* Work to be completed
The required answer is a copy of each line in the entries below that includes "HashSet".
*** Material provided
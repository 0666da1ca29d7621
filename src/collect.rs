// Author: kelexine (https://github.com/kelexine)
// collect.rs — Directory traversal and the file inclusion policy

use std::collections::HashSet;
use std::io::Read;
use std::path::{Path, PathBuf};

use anyhow::{Context, Result};
use globset::{Glob, GlobSet, GlobSetBuilder};
use once_cell::sync::Lazy;
use tracing::{debug, warn};
use walkdir::WalkDir;

use crate::language::is_supported_extension;

/// Directories that never contain first-party source.
pub static SKIP_DIRS: Lazy<HashSet<&'static str>> = Lazy::new(|| {
    [
        // Dependencies
        "node_modules", "bower_components", "vendor",
        // Python envs & caches
        ".venv", "venv", "env", "__pycache__", ".pytest_cache",
        ".mypy_cache", ".ruff_cache", "site-packages",
        // Build output
        "dist", "build", "out", "_next", ".next", ".nuxt",
        "target", ".output", ".vercel", ".turbo",
        // Version control & IDE
        ".git", ".svn", ".hg", ".idea", ".vscode",
        // Coverage & misc
        "coverage", ".coverage", ".env",
    ]
    .iter()
    .copied()
    .collect()
});

/// File-name suffixes of generated / minified / non-source files.
const SKIP_SUFFIXES: &[&str] = &[".min.js", ".min.css", ".bundle.js", ".chunk.js", ".map"];

const MINIFIED_SAMPLE_BYTES: usize = 8192;
const MINIFIED_LINE_LENGTH: usize = 500;

pub const DEFAULT_MAX_FILES: usize = 100;

/// A file selected for analysis: where to read it and how to report it.
#[derive(Debug, Clone, PartialEq, Eq)]
pub struct SourceFile {
    pub path: PathBuf,
    pub display_name: String,
}

impl SourceFile {
    pub fn new(path: impl Into<PathBuf>, display_name: impl Into<String>) -> Self {
        Self {
            path: path.into(),
            display_name: display_name.into(),
        }
    }

    /// Report a path under its own file name.
    pub fn from_path(path: &Path) -> Self {
        let display_name = path
            .file_name()
            .map(|n| n.to_string_lossy().into_owned())
            .unwrap_or_else(|| path.display().to_string());
        Self::new(path, display_name)
    }
}

// ─────────────────────────────────────────────────────────────────────────────
// .gitignore
// ─────────────────────────────────────────────────────────────────────────────

/// Compiled top-level `.gitignore` patterns.
///
/// Plain patterns match any single path component; patterns containing a
/// `/` match the whole relative path or anything below it.
#[derive(Debug, Default)]
pub struct IgnoreRules {
    components: Option<GlobSet>,
    paths: Option<GlobSet>,
}

impl IgnoreRules {
    pub fn from_patterns<I, S>(patterns: I) -> Self
    where
        I: IntoIterator<Item = S>,
        S: AsRef<str>,
    {
        let mut components = GlobSetBuilder::new();
        let mut paths = GlobSetBuilder::new();
        let (mut n_components, mut n_paths) = (0, 0);

        for raw in patterns {
            let pattern = raw.as_ref().trim().trim_end_matches('/');
            let pattern = pattern.trim_start_matches('/');
            if pattern.is_empty() || pattern.starts_with('#') {
                continue;
            }

            if pattern.contains('/') {
                for candidate in [pattern.to_string(), format!("{pattern}/*")] {
                    match Glob::new(&candidate) {
                        Ok(glob) => {
                            paths.add(glob);
                            n_paths += 1;
                        }
                        Err(e) => warn!("ignoring .gitignore pattern {:?}: {}", candidate, e),
                    }
                }
            } else {
                match Glob::new(pattern) {
                    Ok(glob) => {
                        components.add(glob);
                        n_components += 1;
                    }
                    Err(e) => warn!("ignoring .gitignore pattern {:?}: {}", pattern, e),
                }
            }
        }

        let build = |builder: GlobSetBuilder, n: usize| {
            if n == 0 {
                return None;
            }
            builder
                .build()
                .map_err(|e| warn!("failed to compile .gitignore patterns: {}", e))
                .ok()
        };

        Self {
            components: build(components, n_components),
            paths: build(paths, n_paths),
        }
    }

    /// Read `<dir>/.gitignore`; a missing or unreadable file means no rules.
    pub fn load(dir: &Path) -> Self {
        let path = dir.join(".gitignore");
        match std::fs::read(&path) {
            Ok(bytes) => {
                let text = String::from_utf8_lossy(&bytes);
                debug!("loaded {}", path.display());
                Self::from_patterns(text.lines())
            }
            Err(_) => Self::default(),
        }
    }

    pub fn is_empty(&self) -> bool {
        self.components.is_none() && self.paths.is_none()
    }

    pub fn is_ignored(&self, rel_path: &str) -> bool {
        let rel_path = rel_path.replace('\\', "/");
        if let Some(paths) = &self.paths
            && paths.is_match(&rel_path)
        {
            return true;
        }
        match &self.components {
            Some(set) => rel_path.split('/').any(|part| set.is_match(part)),
            None => false,
        }
    }
}

// ─────────────────────────────────────────────────────────────────────────────
// Inclusion policy
// ─────────────────────────────────────────────────────────────────────────────

/// Whether a file (given relative to the scan root) is a candidate for
/// analysis. Pure: looks only at the path and the ignore rules.
pub fn should_include(rel_path: &Path, ignore: &IgnoreRules) -> bool {
    if !is_supported_extension(rel_path) {
        return false;
    }

    let in_skip_dir = rel_path
        .iter()
        .filter_map(|c| c.to_str())
        .any(|c| SKIP_DIRS.contains(c));
    if in_skip_dir {
        return false;
    }

    let name = rel_path
        .file_name()
        .map(|n| n.to_string_lossy().to_lowercase())
        .unwrap_or_default();
    if SKIP_SUFFIXES.iter().any(|s| name.ends_with(s)) {
        return false;
    }

    ignore.is_empty() || !ignore.is_ignored(&rel_path.to_string_lossy())
}

/// Heuristic over a text sample: minified when lines average > 500 bytes.
pub fn looks_minified(sample: &str) -> bool {
    if sample.is_empty() {
        return false;
    }
    let lines = sample.split('\n').count();
    if lines < 2 {
        return sample.len() > MINIFIED_LINE_LENGTH;
    }
    sample.len() / lines > MINIFIED_LINE_LENGTH
}

fn is_minified(path: &Path) -> bool {
    let mut buf = Vec::with_capacity(MINIFIED_SAMPLE_BYTES);
    match std::fs::File::open(path) {
        Ok(f) => {
            if f.take(MINIFIED_SAMPLE_BYTES as u64).read_to_end(&mut buf).is_err() {
                return false;
            }
            looks_minified(&String::from_utf8_lossy(&buf))
        }
        Err(_) => false,
    }
}

// ─────────────────────────────────────────────────────────────────────────────
// Traversal
// ─────────────────────────────────────────────────────────────────────────────

/// Collect up to `max_files` analyzable files under `dir`, in sorted order.
pub fn collect_files(dir: &Path, max_files: usize) -> Result<Vec<SourceFile>> {
    let root = dir
        .canonicalize()
        .with_context(|| format!("Path does not exist: {}", dir.display()))?;
    if !root.is_dir() {
        anyhow::bail!("Path is not a directory: {}", dir.display());
    }

    let ignore = IgnoreRules::load(&root);
    let mut files = Vec::new();

    let walker = WalkDir::new(&root)
        .follow_links(false)
        .sort_by_file_name()
        .into_iter()
        .filter_entry(|e| {
            e.depth() == 0
                || !e.file_type().is_dir()
                || !SKIP_DIRS.contains(e.file_name().to_string_lossy().as_ref())
        });

    for entry in walker {
        let entry = match entry {
            Ok(e) => e,
            Err(e) => {
                warn!("skipping unreadable entry: {}", e);
                continue;
            }
        };
        if !entry.file_type().is_file() {
            continue;
        }

        let Ok(rel) = entry.path().strip_prefix(&root) else {
            continue;
        };
        if !should_include(rel, &ignore) {
            continue;
        }
        if is_minified(entry.path()) {
            debug!("skipping minified file {}", rel.display());
            continue;
        }

        files.push(SourceFile::new(
            entry.path(),
            rel.to_string_lossy().replace('\\', "/"),
        ));
        if files.len() >= max_files {
            debug!("reached file limit of {}", max_files);
            break;
        }
    }

    Ok(files)
}
// code-stats — Source metrics and complexity checks
//
// Author : kelexine (https://github.com/kelexine)
// Version: Dynamic (Cargo.toml)
// License: MIT
//
// Line classification, function discovery, cyclomatic complexity and
// threshold warnings for Python, JavaScript/TypeScript, Go and Rust:
//   • Rayon data-parallelism with deterministic output order
//   • String/comment-aware lexing before any pattern matching
//   • Pre-compiled regex patterns via once_cell::Lazy
//   • JSON request/response mode over stdin for tool integration

mod cli;
mod display;

use std::io::Read;
use std::path::Path;
use std::process;

use anyhow::{Context, Result};
use clap::Parser;
use colored::Colorize;
use tracing::debug;
use tracing_subscriber::EnvFilter;

use code_stats::aggregate::{BatchOptions, analyze_files};
use code_stats::collect::{DEFAULT_MAX_FILES, SourceFile, collect_files};
use code_stats::config::GlobalConfig;
use code_stats::models::Thresholds;
use code_stats::{export, protocol};

/// Settings after layering CLI flags over the global config.
struct RunConfig {
    thresholds: Thresholds,
    max_files: usize,
    parallel: bool,
}

impl RunConfig {
    fn resolve(args: &cli::Args, config: &GlobalConfig) -> Self {
        let base = config.thresholds();
        Self {
            thresholds: Thresholds {
                max_file_lines: args.max_file_lines.unwrap_or(base.max_file_lines),
                max_function_lines: args.max_function_lines.unwrap_or(base.max_function_lines),
                max_complexity: args.max_complexity.unwrap_or(base.max_complexity),
            },
            max_files: args.max_files.or(config.max_files).unwrap_or(DEFAULT_MAX_FILES),
            parallel: !args.no_parallel && config.parallel.unwrap_or(true),
        }
    }
}

fn init_tracing(verbose: u8) {
    let filter = EnvFilter::try_from_default_env().unwrap_or_else(|_| match verbose {
        0 => EnvFilter::new("warn"),
        1 => EnvFilter::new("info"),
        2 => EnvFilter::new("debug"),
        _ => EnvFilter::new("trace"),
    });

    tracing_subscriber::fmt()
        .with_env_filter(filter)
        .with_target(false)
        .with_writer(std::io::stderr)
        .init();
}

/// Expand the positional paths into the files to analyze, in argument order.
fn gather(paths: &[String], max_files: usize) -> Result<Vec<SourceFile>> {
    let mut files = Vec::new();
    for raw in paths {
        let path = Path::new(raw);
        if path.is_file() {
            files.push(SourceFile::from_path(path));
        } else if path.is_dir() {
            let mut found = collect_files(path, max_files)?;
            if paths.len() > 1 {
                for f in &mut found {
                    f.display_name = format!("{}/{}", raw.trim_end_matches('/'), f.display_name);
                }
            }
            if found.is_empty() {
                eprintln!(
                    "{} No supported code files found in {}",
                    "[WARN]".yellow(),
                    raw
                );
            }
            files.extend(found);
        } else {
            anyhow::bail!("Path does not exist: {}", raw);
        }
    }
    Ok(files)
}

fn run_stdin(run: &RunConfig) -> Result<()> {
    let mut input = String::new();
    let response = match std::io::stdin().read_to_string(&mut input) {
        Ok(_) => protocol::handle_request(&input, &run.thresholds, run.parallel, run.max_files),
        Err(e) => serde_json::json!({ "error": format!("Failed to read stdin: {}", e) }),
    };
    println!(
        "{}",
        serde_json::to_string_pretty(&response).context("Failed to serialize JSON")?
    );
    Ok(())
}

fn run_paths(args: &cli::Args, run: &RunConfig) -> Result<()> {
    let paths = if args.paths.is_empty() {
        vec![".".to_string()]
    } else {
        args.paths.clone()
    };

    let files = gather(&paths, run.max_files)?;
    debug!("analyzing {} files (parallel: {})", files.len(), run.parallel);

    let report = analyze_files(
        &files,
        args.language.as_deref(),
        &run.thresholds,
        BatchOptions {
            parallel: run.parallel,
            summary_only: args.summary,
        },
    );

    if args.json {
        println!(
            "{}",
            serde_json::to_string_pretty(&report).context("Failed to serialize JSON")?
        );
    } else {
        display::display_batch(&report, &run.thresholds);
    }

    if let Some(ref output_file) = args.export {
        export::export(&report, output_file)?;
    }
    Ok(())
}

fn main() {
    let args = cli::Args::parse();
    init_tracing(args.verbose);

    let config = GlobalConfig::load();
    let run = RunConfig::resolve(&args, &config);

    let result = if args.stdin {
        run_stdin(&run)
    } else {
        run_paths(&args, &run)
    };

    if let Err(e) = result {
        eprintln!("{} {}", "[ERROR]".red().bold(), e);
        process::exit(1);
    }
}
******
* Worked solution
use std::collections::HashSet;
pub static SKIP_DIRS: Lazy<HashSet<&'static str>> = Lazy::new(|| {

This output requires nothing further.